La proximité est vecteur d'un développement durable des territoires La mission qui nous a été confiée à la CREA a été l'occasion de s'interroger sur la proximité sur un territoire. Nous avons pu déterminer qu'appréhender l'aménagement d'une commune, d'un quartier ou d'un bassin de vie en objectivant la proximité permet à long terme de développer l'économie, la qualité de vie tout en respectant les valeurs du développement durable. Les politiques d'aménagement actuelles tendent donc à penser l'organisation du territoire en fonction des espaces vécus des habitants.

La proximité est-elle équitable sur notre territoire ? Nous avons pu constater un bon niveau général de proximité, notamment dans les bassins de vie de bourgs et petites villes. Romilly-sur-Andelle, Le Trait et Bourg Achard sont les bassins de la proximité grâce à une bonne offre de services répartis dans plusieurs pôles d'équipements de proximité et intermédiaires : Romilly / Pont de l’Arche pour le premier, Le Trait / Caudebec-en-Caux pour le second et Bourg Achard pour le dernier. Cependant, les niveaux de proximité diffèrent selon les types d’équipements et les bassins : • les services et la santé de proximité font défaut dans le bassin de Duclair. • c’est l’absence de commerces de proximité qui explique très nettement le déficit de Bosc-le-Hard, qui souffre également d’un manque de médecins.
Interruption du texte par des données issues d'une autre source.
//! Admin authentication middleware: HTTP Basic against the configured
//! credentials.

use axum::{
    extract::{Request, State},
    http::{
        HeaderValue,
        header::{AUTHORIZATION, WWW_AUTHENTICATE},
    },
    middleware::Next,
    response::{IntoResponse, Response},
};
use base64::Engine;
use base64::engine::general_purpose::STANDARD;
use ident_core::Error;
use subtle::ConstantTimeEq;

use crate::AppState;
use crate::config::ApiConfig;
use crate::error::AppError;

const OP: &str = "authenticate admin";

/// Decode `Basic <base64(user:password)>`.
fn basic_credentials(header: &str) -> Option<(String, String)> {
    let encoded = header.strip_prefix("Basic ")?;
    let decoded = STANDARD.decode(encoded.trim()).ok()?;
    let decoded = String::from_utf8(decoded).ok()?;
    let (user, password) = decoded.split_once(':')?;
    Some((user.to_string(), password.to_string()))
}

fn is_admin(config: &ApiConfig, user: &str, password: &str) -> bool {
    let user_ok = user.as_bytes().ct_eq(config.admin_user.as_bytes());
    let password_ok = password.as_bytes().ct_eq(config.admin_password.as_bytes());
    (user_ok & password_ok).into()
}

fn unauthorized(message: &str) -> Response {
    let mut response = AppError(Error::authentication(OP, message)).into_response();
    response.headers_mut().insert(
        WWW_AUTHENTICATE,
        HeaderValue::from_static("Basic realm=\"ident\""),
    );
    response
}

/// Axum middleware: requires admin Basic credentials.
pub async fn require_admin(State(state): State<AppState>, request: Request, next: Next) -> Response {
    let credentials = request
        .headers()
        .get(AUTHORIZATION)
        .and_then(|v| v.to_str().ok())
        .and_then(basic_credentials);

    match credentials {
        None => unauthorized("admin credentials are required"),
        Some((user, password)) if is_admin(&state.config, &user, &password) => {
            next.run(request).await
        }
        Some((user, _)) => {
            tracing::warn!(user = %user, "admin authentication failed");
            unauthorized("invalid admin credentials")
        }
    }
}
Cette perte est compensée par l’abondance d’écoles dans les communes les plus rurales. • Barentin est spécifique : le bassin est bien équipé en niveaux intermédiaires et supérieurs mais doit veiller à développer ses services de proximité. Avec 1,6 équipements pour 1000 habitants, Barentin est le second bassin le moins bien pourvu en commerces de proximité. Une attention particulière est à porter à la santé de proximité : 143 communes du territoire n’ont pas de médecin.

Deux modèles de développement de la proximité Une première manière d'augmenter le niveau de proximité sur le territoire consiste à développer de façon ciblée l’offre d’équipements de proximité dans les zones déficitaires. L'approche doit être thématique. En effet, certains bassins sont fortement déficitaires en santé de proximité, notamment en milieu rural. Les politiques locales peuvent inciter les futurs médecins à s’installer en zones rurales, notamment en encourageant les initiatives locales comme les pôles de santé, les maisons rurales ou les visites à domicile. Certains bassins vieillissants, comme Fleury-sur-Andelle, doivent veiller à développer une offre adaptée : favoriser l'implantation de maisons de retraites, encourager le secteur du service à la personne etc.

Julien CAMMAS Université de ROUEN – 2010 60 La question du commerce de proximité est délicate, car le secteur répond à la loi de l'offre et la demande. En milieu rural, les territoires doivent être innovants en proposant par exemple des politiques de soutien « au dernier commerce », en aidant les commerces implantés à conserver leurs activités itinérantes et en valorisant les marchés, encore très présents dans les pôles ruraux comme Buchy par exemple. Enfin, les petites communes rurales doivent veiller à ne pas tout miser sur l’école comme ultime service de proximité. En effet, cette solution n'est pas durable si l'on considère la tendance au vieillissement de la population. Il faut donc chercher des nouveaux modes de développement : le tourisme vert dans notre région est une carte à jouer, le développement du réseau Internet et l’accès aux nouvelles technologies peut être un facteur de décloisonnement et les services et les livraisons à domicile sont également, nous l'avons vu, vecteurs de liens sociaux. De plus, l'ouverture à l'urbanisation dans de petites communes rurale constitue parfois une menace pour l'équilibre du territoire. Dans le Pays entre Seine et Bray notamment, au nord de l'agglomération, certaines petites communes qui gagnent de la population commencent à s'équiper en nouveaux équipements sportifs par exemple. Ce phénomène « d'effet de seuil » risque de bouleverser l'équilibre du territoire en faisant émerger de nouvelles centralités.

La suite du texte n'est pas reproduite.